Brian O'Driscoll was an ambassador for Ireland's campaign to host the 2023 Rugby World Cup

I’m gonna take your money
Count your loss when I’m gone.
I’m alright, Jack
I’m lookin’ after number one.

If I want something I get it
Don’t matter what I have to do
I’ll step on your face, on your mother’s grave
Never underestimate me I’m nobody’s fool

Don’t wanna be like you.
Don’t wanna live like you.
Don’t wanna talk like you, at all.

Don’t give me love thy neighbour
Don’t give me charity
Don’t give me peace and love or the good lord above
You only get in my way with your stupid ideas

I am an island
Entire of myself
And when I get old, older than today
I’ll never need anybody’s help in any way.

(Looking after No. 1, The Boomtown Rats, 1977)

EXCLUSIVE! Exclusive! Extra, extra! Read all about it! Michael D dropped the ball in Rugby World Cup bid.

In the old days we would say, ‘Stop the Press’ but these days with everything online it probably goes as BREAKING NEWS.

Ok, I agree that might all be a little melodramatic for a Sunday, but please bear with me, I can explain.

In a week that the Irish Times ran two major stories with the following headlines: ‘At least 70 Dublin trees blew down during Storm Ophelia’ and ‘Weatherman Gerald Fleming to retire at the end of the year’. I kid you not. This is not fake news. There is no connection between the two stories and unusually for Ireland the winking weatherman is not being blamed for the loss of the trees in the capital.

Still in the Big Smoke, Bob Geldof handed back his Freedom of the City in an extraordinarily courageous attack on the 60kg Aung San Suu Kyi over her disgraceful and abject failure to take on the might of the Myanmar military regime and its corrupt generals as they ‘ethnically cleanse’ Rohingya Muslims in the country.

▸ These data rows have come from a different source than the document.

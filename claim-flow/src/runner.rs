//! FlowRunner: loads a session, delivers one event to the graph, and persists
//! the updated session back to storage.
//!
//! Events for the same session are applied strictly one after another; a
//! second event waits for the first to finish, gateway calls included. Events
//! for different sessions run independently.
//!
//! A session is saved only when the whole event succeeded, so a failing task
//! never leaves a half-applied conversation behind.

use dashmap::DashMap;
use std::sync::Arc;
use tokio::sync::Mutex;
use tracing::{info, warn};
use uuid::Uuid;

use crate::{
    config::FlowConfig,
    error::{FlowError, Result},
    event::UserEvent,
    gateway::Gateways,
    graph::{ExecutionResult, Graph},
    storage::{Session, SessionStorage},
};

/// High-level helper that orchestrates the common _load → execute → save_ pattern.
#[derive(Clone)]
pub struct FlowRunner {
    graph: Arc<Graph>,
    storage: Arc<dyn SessionStorage>,
    gateways: Gateways,
    config: FlowConfig,
    locks: Arc<DashMap<String, Arc<Mutex<()>>>>,
}

impl FlowRunner {
    pub fn new(
        graph: Arc<Graph>,
        storage: Arc<dyn SessionStorage>,
        gateways: Gateways,
        config: FlowConfig,
    ) -> Self {
        Self {
            graph,
            storage,
            gateways,
            config,
            locks: Arc::new(DashMap::new()),
        }
    }

    pub fn gateways(&self) -> &Gateways {
        &self.gateways
    }

    pub fn config(&self) -> &FlowConfig {
        &self.config
    }

    /// Starts a new session on the graph's start task and runs it once, which
    /// greets the user and shows the menu.
    pub async fn open(&self) -> Result<(String, ExecutionResult)> {
        let start = self
            .graph
            .start_task_id()
            .ok_or_else(|| FlowError::TaskNotFound(format!("start task of graph {}", self.graph.id)))?;

        let session_id = Uuid::new_v4().to_string();
        let mut session = Session::new_from_task(session_id.clone(), start);
        info!(session_id = %session_id, "Opening session");

        let result = self
            .graph
            .execute_session(&mut session, None, &self.gateways, &self.config)
            .await?;
        self.storage.save(session).await?;

        Ok((session_id, result))
    }

    /// Applies `event` to the session and persists the outcome.
    pub async fn dispatch(&self, session_id: &str, event: UserEvent) -> Result<ExecutionResult> {
        let lock = self
            .locks
            .entry(session_id.to_string())
            .or_default()
            .value()
            .clone();
        let _guard = lock.lock().await;

        // 1. Load session
        let mut session = self
            .storage
            .get(session_id)
            .await?
            .ok_or_else(|| FlowError::SessionNotFound(session_id.to_string()))?;

        info!(
            session_id = %session_id,
            task_id = %session.current_task_id,
            event = %event.kind(),
            "Dispatching event"
        );

        // 2. Run until the graph waits for input again
        let result = match self
            .graph
            .execute_session(&mut session, Some(event), &self.gateways, &self.config)
            .await
        {
            Ok(result) => result,
            Err(e) => {
                warn!(session_id = %session_id, error = %e, "Event rejected; session left unchanged");
                return Err(e);
            }
        };

        // 3. Persist new state so the next event starts where we left off
        self.storage.save(session).await?;

        Ok(result)
    }

    pub async fn session(&self, session_id: &str) -> Result<Session> {
        self.storage
            .get(session_id)
            .await?
            .ok_or_else(|| FlowError::SessionNotFound(session_id.to_string()))
    }

    /// Forgets a session and its lock.
    pub async fn close(&self, session_id: &str) -> Result<()> {
        self.locks.remove(session_id);
        self.storage.delete(session_id).await
    }
}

Why did we ever campaign to have her released for years of house arrest only to become a puppet of the military junta? Bang out of order Bob, you tell her.

Now in our little island world of high class problems, uprooted trees and soon to be departing weathermen, there was a tragedy to trump all others. We lost our bid to host the Rugby World Cup in 2023. We didn’t just lose it to the preferred bidder South Africa, worse again we lost it to the French.

The arrogant French who dismissed all the small talk, chit-chat, charm offensive and any offers of mighty craic to call out the authors of the technical report which favoured South Africa and ripped it up in the faces of World Rugby and called out South Africa as a murder capital (19,000 murders last year), economic and political basket case which had just lost out on hosting the Commonwealth Games in 2022.

Money talks, bullshit walks and fortune favours the brave. Game over. See you in Biarritz in 2023.

Now what’s all that got to do with Aung San Suu Kyi, Geldof and Mickey D you say? Blame. The blame game. We love to blame someone else when it doesn’t work out, when it goes south, when we lose and get it wrong. Blame someone else. In the best small country in the world for outdoor field games we still find plenty of time for the national blood sport, the favourite national pastime of, The Blame Game.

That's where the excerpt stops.